Exhibition at North-West University Potchefstroom campus with Gordon Froud (20th May 2010)

The work of this artist can be described as neo-romantic. We enter, here, poetic visions of dislocated figures in apocalyptic landscape settings.

I like to pin a few words onto my feelings about his work:


Friedlande plays with evocative images, sometimes suggesting vaguely familiar worlds and words. But because the images are so evocative, they remain fragmentary and open-ended, like bits of language half-understood - which make sense nonetheless.

In his work we see visionary, contemporary, biblical and mythical references juxtaposed with dislocating shards of horizons and splashes of colour – see, for example, Phoenix, Cain and Abel, Ventersdorp where fields of sheer colour appear in incredibly bright contrasts. Friedlande seems quite at home, therefore, also in the metaphysical tradition where the atmosphere is really the story – in his works the atmosphere is often meditative, and often vulnerable, and speaks of a moment that is an entire time-universe. We recognize some of it, but always only half-recognise and have to ponder the full story ourselves.

His method is interesting. Working from abstraction to figuration, he finds the hidden narrative embodied in the gesture of making the first marks on a canvas. In this way he proceeds to find, in the image suggesting itself from the gesture and the colourfield, some emotional, physical or mental association. He manages a sort of objective correlative (see TS Eliot) for a psychological state that will later, as the painting proceeds, remain as a central thrust in the work.

After this first “looking for” the image, he elaborates further, finding the figure and the ground, and often reworks through many stages to find the final picture (see the very enlightening stages of work in progress also shown in this exhibition).
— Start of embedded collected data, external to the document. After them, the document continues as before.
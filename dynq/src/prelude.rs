//!
//! Glob-import for the common types: `use dynq::prelude::*;`
//!

pub use crate::column::Column;
pub use crate::condition::{Condition, ConditionBuilder};
pub use crate::executor::{CountMode, ExecutorOptions, PageExecutor};
pub use crate::order::Order;
pub use crate::page::Page;
pub use crate::predicate::Predicate;
pub use crate::query::QuerySpec;
pub use crate::record::Record;
pub use crate::store::Store;
pub use crate::value::Value;
pub use crate::{DynqError, DynqResult};

pub use dynq_macros::{Condition, Record};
His methods involve grappling with the paint in all its physical possibilities: scratching, washes, gesture, overpainting and impasto. This entails that painting as material and as a thing to be worked with, generates the heat of the story – and in this sense he is truly a painter’s painter, whose homage to Robert Hodgins, Francis Bacon and I think also Judith Mason is apparent.

Easel painting today is sometimes placed on the back burner insofar as ever-new hierarchies of art genres and methods emerge in a so-called democratic postmodern art scene. Nonetheless, easel painting often makes a welcome comeback (especially figurative painting – think of Bacon, Freud and the New-Expressionists) and it is a long tradition honoured by committed painters all over.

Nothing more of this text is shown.